» **EXERCISE**
When the word "ValidationContext" shows up in a line of the records below, copy that line.

----

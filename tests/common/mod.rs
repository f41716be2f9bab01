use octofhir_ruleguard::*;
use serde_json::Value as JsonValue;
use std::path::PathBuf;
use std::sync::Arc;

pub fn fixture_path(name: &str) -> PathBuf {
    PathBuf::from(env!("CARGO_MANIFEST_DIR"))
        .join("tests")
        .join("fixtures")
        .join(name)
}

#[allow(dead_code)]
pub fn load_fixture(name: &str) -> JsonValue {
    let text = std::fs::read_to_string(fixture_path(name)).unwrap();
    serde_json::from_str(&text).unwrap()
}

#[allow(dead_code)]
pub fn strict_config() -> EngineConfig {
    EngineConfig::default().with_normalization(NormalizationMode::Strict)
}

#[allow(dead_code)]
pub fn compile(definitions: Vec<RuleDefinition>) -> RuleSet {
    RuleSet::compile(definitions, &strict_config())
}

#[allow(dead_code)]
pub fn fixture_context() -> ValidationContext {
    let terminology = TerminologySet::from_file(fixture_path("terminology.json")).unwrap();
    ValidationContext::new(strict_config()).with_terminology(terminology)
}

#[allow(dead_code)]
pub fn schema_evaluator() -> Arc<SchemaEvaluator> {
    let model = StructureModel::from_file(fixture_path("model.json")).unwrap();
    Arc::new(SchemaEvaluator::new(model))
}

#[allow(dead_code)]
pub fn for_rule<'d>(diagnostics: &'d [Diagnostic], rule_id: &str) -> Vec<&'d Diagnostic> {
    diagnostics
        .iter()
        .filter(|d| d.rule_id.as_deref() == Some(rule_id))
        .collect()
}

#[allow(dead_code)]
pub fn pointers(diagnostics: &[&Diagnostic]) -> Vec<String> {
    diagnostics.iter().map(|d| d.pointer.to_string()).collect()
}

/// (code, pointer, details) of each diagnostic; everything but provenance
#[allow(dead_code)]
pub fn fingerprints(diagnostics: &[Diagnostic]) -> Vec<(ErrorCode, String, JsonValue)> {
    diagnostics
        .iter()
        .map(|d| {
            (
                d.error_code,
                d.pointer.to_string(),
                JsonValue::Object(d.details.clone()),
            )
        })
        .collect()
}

----

» **RESPONSE FOR THIS EXERCISE**
pub fn fixture_context() -> ValidationContext {
    ValidationContext::new(strict_config()).with_terminology(terminology)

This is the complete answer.